Activity: Go through the following data and transcribe exactly the stretch of lines from the one holding "pub async fn fetch_json(&self, request: &FetchRequest)" to the one holding "pub enum TimeRange", both included.

[Stored entries]
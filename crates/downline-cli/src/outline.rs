//! Plain-text rendering of display trees.

use std::fmt::Write;

use downline_core::{DisplayNode, MemberNode, Position};

/// Render `tree` as an indented box-drawing outline, one slot per line.
///
/// Empty slots are shown so the binary shape stays visible. The member
/// whose id equals `highlight` is marked.
pub fn render(tree: &DisplayNode, highlight: Option<&str>) -> String {
    let mut out = String::new();
    render_into(&mut out, tree, "", "", highlight);
    out
}

fn render_into(
    out: &mut String,
    node: &DisplayNode,
    lead: &str,
    child_lead: &str,
    highlight: Option<&str>,
) {
    out.push_str(lead);
    out.push_str(&label(node, highlight));
    out.push('\n');

    if let Some([left, right]) = node.children() {
        render_into(
            out,
            left,
            &format!("{child_lead}├─ "),
            &format!("{child_lead}│  "),
            highlight,
        );
        render_into(
            out,
            right,
            &format!("{child_lead}└─ "),
            &format!("{child_lead}   "),
            highlight,
        );
    }
}

fn label(node: &DisplayNode, highlight: Option<&str>) -> String {
    let slot = match node.position() {
        Position::Root => "",
        Position::Left => "L ",
        Position::Right => "R ",
    };
    let Some(member) = node.member() else {
        return format!("{slot}(empty)");
    };

    let mut label = format!("{slot}{} {}", member.member_id, member.name);
    if !member.rank.is_empty() {
        let _ = write!(label, " [{}]", member.rank);
    }
    if !member.is_active {
        label.push_str(" (inactive)");
    }
    if highlight == Some(member.member_id.as_str()) {
        label.push_str("  <== match");
    }
    label
}

/// One-line description of a member with its leg totals.
pub fn summary(member: &MemberNode) -> String {
    let m = &member.metrics;
    format!(
        "{} {} | rank: {} | {} | {} | left: {} members, {} BV | right: {} members, {} BV",
        member.member_id,
        member.name,
        if member.rank.is_empty() { "-" } else { &member.rank },
        member.position,
        if member.is_active { "active" } else { "inactive" },
        m.left_team_count,
        m.left_leg_bv,
        m.right_team_count,
        m.right_leg_bv,
    )
}
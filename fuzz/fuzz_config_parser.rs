//! Fuzz target for the TOML configuration parser.
//!
//! Run with: cargo +nightly fuzz run fuzz_config_parser
//!
//! Feeds arbitrary text to `AppConfig::parse()`, covering TOML parsing and
//! the gateway/tree/logging validation rules.

#![no_main]

use libfuzzer_sys::fuzz_target;

fuzz_target!(|data: &[u8]| {
    if let Ok(s) = std::str::from_utf8(data) {
        if let Ok(config) = downline_config::AppConfig::parse(s) {
            // Anything that parsed must also pass validation on its own.
            assert!(config.validate().is_ok());
            assert!(config.tree.default_depth >= 1);
        }
    }
});
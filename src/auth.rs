//! Implicit-grant authorization helpers
//!
//! The user opens the URL from [`authorize_url`], approves access, and is sent
//! to the redirect URI with the token in the URL fragment
//! (`#access_token=...&token_type=Bearer&expires_in=3600`).
//! [`token_from_redirect`] pulls the token back out. Nothing here talks to the
//! network.

use url::Url;

use crate::error::{Error, Result};

/// Authorization endpoint of the accounts service
pub const AUTHORIZE_ENDPOINT: &str = "https://accounts.spotify.com/authorize";

/// Every scope the accounts service knows about
pub const ALL_SCOPES: &[&str] = &[
    "ugc-image-upload",
    "user-top-read",
    "user-read-playback-position",
    "user-read-playback-state",
    "user-library-modify",
    "streaming",
    "user-read-private",
    "user-follow-modify",
    "user-library-read",
    "playlist-modify-public",
    "user-read-currently-playing",
    "user-modify-playback-state",
    "user-follow-read",
    "playlist-read-collaborative",
    "playlist-read-private",
    "app-remote-control",
    "user-read-email",
    "user-read-recently-played",
    "playlist-modify-private",
];

/// Scopes that only grant read access
pub fn read_scopes() -> Vec<&'static str> {
    ALL_SCOPES
        .iter()
        .copied()
        .filter(|scope| scope.contains("read"))
        .collect()
}

/// Build the URL a user visits to grant `scopes` to `client_id`
///
/// # Errors
/// Returns [`Error::Auth`] for an unknown scope and [`Error::Config`] if the
/// authorization endpoint cannot be parsed.
pub fn authorize_url(client_id: &str, redirect_uri: &str, scopes: &[&str]) -> Result<Url> {
    if let Some(unknown) = scopes.iter().find(|scope| !ALL_SCOPES.contains(*scope)) {
        return Err(Error::Auth(format!("unknown scope '{unknown}'")));
    }

    let mut url = Url::parse(AUTHORIZE_ENDPOINT).map_err(|e| Error::Config {
        message: format!("invalid authorization endpoint: {e}"),
        key: None,
    })?;
    url.query_pairs_mut()
        .append_pair("client_id", client_id)
        .append_pair("response_type", "token")
        .append_pair("redirect_uri", redirect_uri)
        .append_pair("scope", &scopes.join(" "));

    Ok(url)
}

/// Extract the bearer token from the URL the user was redirected to
///
/// # Errors
/// Returns [`Error::Auth`] if the URL does not parse or its fragment carries no
/// non-empty `access_token`.
pub fn token_from_redirect(redirect: &str) -> Result<String> {
    let url = Url::parse(redirect.trim())
        .map_err(|e| Error::Auth(format!("redirect is not a URL: {e}")))?;

    let fragment = url
        .fragment()
        .ok_or_else(|| Error::Auth("redirect URL has no fragment".to_string()))?;

    url::form_urlencoded::parse(fragment.as_bytes())
        .find(|(key, _)| key == "access_token")
        .map(|(_, token)| token.into_owned())
        .filter(|token| !token.is_empty())
        .ok_or_else(|| Error::Auth("redirect URL carries no access_token".to_string()))
}
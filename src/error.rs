//! Error types for listen-harvest
//!
//! Every failure the pipeline can surface is a variant of [`Error`]. Throttling
//! (HTTP 429) never shows up here: the fetcher absorbs it by sleeping and
//! resubmitting the request.

use reqwest::StatusCode;
use reqwest::header::HeaderMap;
use serde_json::Value;
use thiserror::Error;

/// Result type alias for listen-harvest operations
pub type Result<T> = std::result::Result<T, Error>;

/// Main error type for listen-harvest
#[derive(Debug, Error)]
pub enum Error {
    /// Configuration error with context about which setting is invalid
    #[error("configuration error: {message}")]
    Config {
        /// Human-readable error message describing the configuration issue
        message: String,
        /// The configuration key that caused the error (e.g., "pipeline.batch_size")
        key: Option<String>,
    },

    /// The API answered with a non-success status while strict checking was on
    #[error("HTTP {status} from {url}: {body}")]
    Status {
        /// Response status code
        status: StatusCode,
        /// URL of the request that failed
        url: String,
        /// Response headers, kept for diagnosing the failure
        headers: HeaderMap,
        /// Response body as text
        body: String,
    },

    /// A 429 response did not carry a usable integer `retry-after` header
    #[error("unusable retry-after header: {0}")]
    RetryAfter(String),

    /// Network error
    #[error("network error: {0}")]
    Network(#[from] reqwest::Error),

    /// Serialization error
    #[error("serialization error: {0}")]
    Serialization(#[from] serde_json::Error),

    /// A response or record did not have the expected structure
    #[error("unexpected shape: {message}")]
    Shape {
        /// What was expected and what was found instead
        message: String,
        /// The offending payload
        payload: Value,
    },

    /// A feature lookup returned a different number of vectors than ids submitted
    #[error("feature batch misaligned: submitted {expected} ids, received {actual} vectors")]
    Misaligned {
        /// Number of records in the batch
        expected: usize,
        /// Number of feature vectors returned
        actual: usize,
    },

    /// Authorization error (bad token, missing access_token, unknown scope)
    #[error("authorization error: {0}")]
    Auth(String),
}

impl Error {
    /// Build a [`Error::Shape`] from a message and the payload that violated it
    pub fn shape(message: impl Into<String>, payload: Value) -> Self {
        Error::Shape {
            message: message.into(),
            payload,
        }
    }

    /// HTTP status carried by the error, if any
    pub fn status(&self) -> Option<StatusCode> {
        match self {
            Error::Status { status, .. } => Some(*status),
            Error::Network(e) => e.status(),
            _ => None,
        }
    }
}
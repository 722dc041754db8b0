//! Authenticated HTTP client for the music Web API
//!
//! [`ApiClient`] is the rate-limited fetcher every other component goes
//! through. It carries the bearer credential as a default header, absorbs 429
//! responses via [`crate::retry`], and checks status codes.
//!
//! Cloning is cheap and clones share both the connection pool and the request
//! counters. Two clients created separately never share counters. The pool is
//! released once the last clone is dropped.

use crate::config::ApiConfig;
use crate::error::{Error, Result};
use crate::retry::{FetchCounters, send_with_throttle_retry};
use crate::types::{Endpoints, FetchStats};
use reqwest::header::{AUTHORIZATION, HeaderMap, HeaderValue};
use serde_json::Value;
use std::sync::Arc;
use tracing::debug;

/// One GET request: URL, query parameters and status policy
///
/// The credential is not part of the request; it belongs to the client that
/// sends it.
#[derive(Clone, Debug, PartialEq, Eq)]
pub struct FetchRequest {
    /// Absolute URL
    pub url: String,
    /// Query parameters appended to the URL
    pub query: Vec<(String, String)>,
    /// Per-request override of [`ApiConfig::strict_status`]
    pub assert_ok: Option<bool>,
}

impl FetchRequest {
    /// GET `url` with no query parameters and the client's default status policy
    pub fn get(url: impl Into<String>) -> Self {
        Self {
            url: url.into(),
            query: Vec::new(),
            assert_ok: None,
        }
    }

    /// Append a query parameter
    #[must_use]
    pub fn query(mut self, key: impl Into<String>, value: impl Into<String>) -> Self {
        self.query.push((key.into(), value.into()));
        self
    }

    /// Fail on any non-2xx response regardless of the client's default
    #[must_use]
    pub fn strict(mut self) -> Self {
        self.assert_ok = Some(true);
        self
    }

    /// Return non-2xx responses to the caller instead of failing
    #[must_use]
    pub fn lenient(mut self) -> Self {
        self.assert_ok = Some(false);
        self
    }
}

/// Rate-limited, authenticated API client
#[derive(Clone, Debug)]
pub struct ApiClient {
    http: reqwest::Client,
    endpoints: Endpoints,
    strict_status: bool,
    counters: Arc<FetchCounters>,
}

impl ApiClient {
    /// Create a client that sends `Authorization: Bearer <token>` on every request
    ///
    /// # Errors
    /// - [`Error::Auth`] if the token cannot be placed in a header
    /// - [`Error::Network`] if the HTTP client cannot be built
    pub fn new(token: &str, config: &ApiConfig) -> Result<Self> {
        let mut bearer = HeaderValue::from_str(&format!("Bearer {token}"))
            .map_err(|e| Error::Auth(format!("token is not a valid header value: {e}")))?;
        bearer.set_sensitive(true);

        let mut headers = HeaderMap::new();
        headers.insert(AUTHORIZATION, bearer);

        let mut builder = reqwest::Client::builder()
            .default_headers(headers)
            .user_agent(config.user_agent.as_str());
        if let Some(timeout) = config.request_timeout {
            builder = builder.timeout(timeout);
        }

        Ok(Self {
            http: builder.build()?,
            endpoints: Endpoints::new(&config.base_url),
            strict_status: config.strict_status,
            counters: Arc::new(FetchCounters::default()),
        })
    }

    /// Endpoint URLs under the configured base URL
    pub fn endpoints(&self) -> &Endpoints {
        &self.endpoints
    }

    /// Requests sent and 429s absorbed so far by this client and its clones
    pub fn stats(&self) -> FetchStats {
        self.counters.snapshot()
    }

    /// Send one GET, retrying on 429 until the server lets it through
    ///
    /// # Errors
    /// - [`Error::Status`] for a non-2xx response when status checking applies
    /// - [`Error::Network`] / [`Error::RetryAfter`] as for
    ///   [`send_with_throttle_retry`]
    pub async fn fetch(&self, request: &FetchRequest) -> Result<reqwest::Response> {
        debug!(url = %request.url, params = request.query.len(), "GET");

        let response = send_with_throttle_retry(&self.counters, || {
            self.http.get(&request.url).query(&request.query).send()
        })
        .await?;

        if request.assert_ok.unwrap_or(self.strict_status) {
            ensure_success(response).await
        } else {
            Ok(response)
        }
    }

    /// Fetch with status checking forced on and parse the body as JSON
    ///
    /// # Errors
    /// As [`ApiClient::fetch`], plus [`Error::Serialization`] for a non-JSON body.
    pub async fn fetch_json(&self, request: &FetchRequest) -> Result<Value> {
        let request = request.clone().strict();
        let response = self.fetch(&request).await?;
        let body = response.text().await?;
        Ok(serde_json::from_str(&body)?)
    }
}

/// Turn a non-2xx response into [`Error::Status`], keeping headers and body
pub(crate) async fn ensure_success(response: reqwest::Response) -> Result<reqwest::Response> {
    let status = response.status();
    if status.is_success() {
        return Ok(response);
    }

    let url = response.url().to_string();
    let headers = response.headers().clone();
    let body = response
        .text()
        .await
        .unwrap_or_else(|e| format!("<unreadable body: {e}>"));

    tracing::error!(status = status.as_u16(), url = %url, body = %body, "Request failed");

    Err(Error::Status {
        status,
        url,
        headers,
        body,
    })
}
//! Core types for listen-harvest

use chrono::{DateTime, Utc};
use serde::{Deserialize, Serialize};
use serde_json::{Map, Value};

use crate::error::{Error, Result};

/// One track, artist or playlist entry as returned by the API
///
/// Key order is preserved, so keys appended by the pipeline (`audio_features`,
/// `user`, `playlist`, `time_range`) always come after the API's own fields.
pub type Record = Map<String, Value>;

/// Key under which a normalized record holds its track fields
pub const TRACK_KEY: &str = "track";
/// Key appended by the feature joiner
pub const AUDIO_FEATURES_KEY: &str = "audio_features";
/// Key appended when the token owner's profile is attached
pub const USER_KEY: &str = "user";
/// Key appended when expanding a playlist listing
pub const PLAYLIST_KEY: &str = "playlist";
/// Key appended by top-item pipelines
pub const TIME_RANGE_KEY: &str = "time_range";

/// Snapshot of a client's request counters
#[derive(Clone, Copy, Debug, Default, PartialEq, Eq, Serialize, Deserialize)]
pub struct FetchStats {
    /// HTTP requests sent, retried attempts included
    pub requests: u64,
    /// 429 responses observed
    pub backoffs: u64,
}

/// Listening period covered by the top-items endpoint
#[derive(Clone, Copy, Debug, PartialEq, Eq, Hash, Serialize, Deserialize)]
#[serde(rename_all = "snake_case")]
pub enum TimeRange {
    /// Several years of data
    LongTerm,
    /// Roughly the last six months
    MediumTerm,
    /// Roughly the last four weeks
    ShortTerm,
}

impl TimeRange {
    /// All time ranges, longest first
    pub const ALL: [TimeRange; 3] = [
        TimeRange::LongTerm,
        TimeRange::MediumTerm,
        TimeRange::ShortTerm,
    ];

    /// Query-string value
    pub fn as_str(&self) -> &'static str {
        match self {
            TimeRange::LongTerm => "long_term",
            TimeRange::MediumTerm => "medium_term",
            TimeRange::ShortTerm => "short_term",
        }
    }
}

impl std::fmt::Display for TimeRange {
    fn fmt(&self, f: &mut std::fmt::Formatter<'_>) -> std::fmt::Result {
        f.write_str(self.as_str())
    }
}

/// Entity type listed by the top-items endpoint
#[derive(Clone, Copy, Debug, PartialEq, Eq, Hash, Serialize, Deserialize)]
#[serde(rename_all = "snake_case")]
pub enum TopKind {
    /// Top artists
    Artists,
    /// Top tracks
    Tracks,
}

impl TopKind {
    /// Path segment
    pub fn as_str(&self) -> &'static str {
        match self {
            TopKind::Artists => "artists",
            TopKind::Tracks => "tracks",
        }
    }
}

/// Endpoint URLs relative to a base URL
///
/// ```
/// use listen_harvest::types::{Endpoints, TimeRange, TopKind};
///
/// let endpoints = Endpoints::new("https://api.spotify.com/v1/");
/// assert_eq!(endpoints.library(), "https://api.spotify.com/v1/me/tracks");
/// assert_eq!(
///     endpoints.top(TopKind::Tracks, TimeRange::ShortTerm),
///     "https://api.spotify.com/v1/me/top/tracks?time_range=short_term"
/// );
/// ```
#[derive(Clone, Debug, PartialEq, Eq)]
pub struct Endpoints {
    base: String,
}

impl Endpoints {
    /// Create endpoints rooted at `base_url` (a trailing slash is ignored)
    pub fn new(base_url: &str) -> Self {
        Self {
            base: base_url.trim_end_matches('/').to_string(),
        }
    }

    /// Base URL without trailing slash
    pub fn base(&self) -> &str {
        &self.base
    }

    /// Join a path onto the base URL
    pub fn url(&self, path: &str) -> String {
        format!("{}/{}", self.base, path.trim_start_matches('/'))
    }

    /// Token owner's profile
    pub fn me(&self) -> String {
        self.url("me")
    }

    /// Token owner's saved tracks
    pub fn library(&self) -> String {
        self.url("me/tracks")
    }

    /// Token owner's playlists
    pub fn my_playlists(&self) -> String {
        self.url("me/playlists")
    }

    /// Public playlists of another user
    pub fn user_playlists(&self, user_id: &str) -> String {
        self.url(&format!("users/{user_id}/playlists"))
    }

    /// Tracks of one playlist
    pub fn playlist_tracks(&self, playlist_id: &str) -> String {
        self.url(&format!("playlists/{playlist_id}/tracks"))
    }

    /// Top artists or tracks over a time range
    pub fn top(&self, kind: TopKind, time_range: TimeRange) -> String {
        format!(
            "{}?time_range={}",
            self.url(&format!("me/top/{}", kind.as_str())),
            time_range.as_str()
        )
    }

    /// Bulk audio-features lookup
    pub fn audio_features(&self) -> String {
        self.url("audio-features")
    }
}

/// Typed view of one audio-features vector
///
/// Every field is optional: the API omits or nulls fields for tracks it could
/// not analyse.
#[derive(Clone, Debug, Default, PartialEq, Serialize, Deserialize)]
pub struct AudioFeatures {
    /// Track id the vector belongs to
    pub id: Option<String>,
    /// Suitability for dancing (0.0-1.0)
    pub danceability: Option<f64>,
    /// Perceived intensity (0.0-1.0)
    pub energy: Option<f64>,
    /// Pitch class of the key (-1 when undetected)
    pub key: Option<i32>,
    /// Overall loudness in dB
    pub loudness: Option<f64>,
    /// 1 for major, 0 for minor
    pub mode: Option<i32>,
    /// Presence of spoken words (0.0-1.0)
    pub speechiness: Option<f64>,
    /// Confidence the track is acoustic (0.0-1.0)
    pub acousticness: Option<f64>,
    /// Likelihood the track has no vocals (0.0-1.0)
    pub instrumentalness: Option<f64>,
    /// Presence of an audience (0.0-1.0)
    pub liveness: Option<f64>,
    /// Musical positiveness (0.0-1.0)
    pub valence: Option<f64>,
    /// Estimated tempo in BPM
    pub tempo: Option<f64>,
    /// Track length in milliseconds
    pub duration_ms: Option<u64>,
    /// Estimated beats per bar
    pub time_signature: Option<i32>,
}

/// Id of the track held by a normalized record, if any
pub fn track_id(record: &Record) -> Option<&str> {
    record.get(TRACK_KEY)?.get("id")?.as_str()
}

/// When the track was saved or added, for records that carry `added_at`
///
/// # Errors
/// Returns [`Error::Shape`] if `added_at` is present but not an RFC 3339 timestamp.
pub fn added_at(record: &Record) -> Result<Option<DateTime<Utc>>> {
    match record.get("added_at") {
        None | Some(Value::Null) => Ok(None),
        Some(Value::String(s)) => DateTime::parse_from_rfc3339(s)
            .map(|dt| Some(dt.with_timezone(&Utc)))
            .map_err(|e| {
                Error::shape(
                    format!("added_at is not an RFC 3339 timestamp: {e}"),
                    Value::String(s.clone()),
                )
            }),
        Some(other) => Err(Error::shape("added_at is not a string", other.clone())),
    }
}

/// Typed audio features of a joined record
///
/// Returns `Ok(None)` when the record has no vector or the API returned `null`
/// for the track.
pub fn audio_features(record: &Record) -> Result<Option<AudioFeatures>> {
    match record.get(AUDIO_FEATURES_KEY) {
        None | Some(Value::Null) => Ok(None),
        Some(value) => Ok(Some(AudioFeatures::deserialize(value)?)),
    }
}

Solution to the problem:
    pub async fn fetch_json(&self, request: &FetchRequest) -> Result<Value> {
        let request = request.clone().strict();
        let response = self.fetch(&request).await?;
        let body = response.text().await?;
        Ok(serde_json::from_str(&body)?)
    }
}

/// Turn a non-2xx response into [`Error::Status`], keeping headers and body
pub(crate) async fn ensure_success(response: reqwest::Response) -> Result<reqwest::Response> {
    let status = response.status();
    if status.is_success() {
        return Ok(response);
    }

    let url = response.url().to_string();
    let headers = response.headers().clone();
    let body = response
        .text()
        .await
        .unwrap_or_else(|e| format!("<unreadable body: {e}>"));

    tracing::error!(status = status.as_u16(), url = %url, body = %body, "Request failed");

    Err(Error::Status {
        status,
        url,
        headers,
        body,
    })
}
//! Core types for listen-harvest

use chrono::{DateTime, Utc};
use serde::{Deserialize, Serialize};
use serde_json::{Map, Value};

use crate::error::{Error, Result};

/// One track, artist or playlist entry as returned by the API
///
/// Key order is preserved, so keys appended by the pipeline (`audio_features`,
/// `user`, `playlist`, `time_range`) always come after the API's own fields.
pub type Record = Map<String, Value>;

/// Key under which a normalized record holds its track fields
pub const TRACK_KEY: &str = "track";
/// Key appended by the feature joiner
pub const AUDIO_FEATURES_KEY: &str = "audio_features";
/// Key appended when the token owner's profile is attached
pub const USER_KEY: &str = "user";
/// Key appended when expanding a playlist listing
pub const PLAYLIST_KEY: &str = "playlist";
/// Key appended by top-item pipelines
pub const TIME_RANGE_KEY: &str = "time_range";

/// Snapshot of a client's request counters
#[derive(Clone, Copy, Debug, Default, PartialEq, Eq, Serialize, Deserialize)]
pub struct FetchStats {
    /// HTTP requests sent, retried attempts included
    pub requests: u64,
    /// 429 responses observed
    pub backoffs: u64,
}

/// Listening period covered by the top-items endpoint
#[derive(Clone, Copy, Debug, PartialEq, Eq, Hash, Serialize, Deserialize)]
#[serde(rename_all = "snake_case")]
pub enum TimeRange {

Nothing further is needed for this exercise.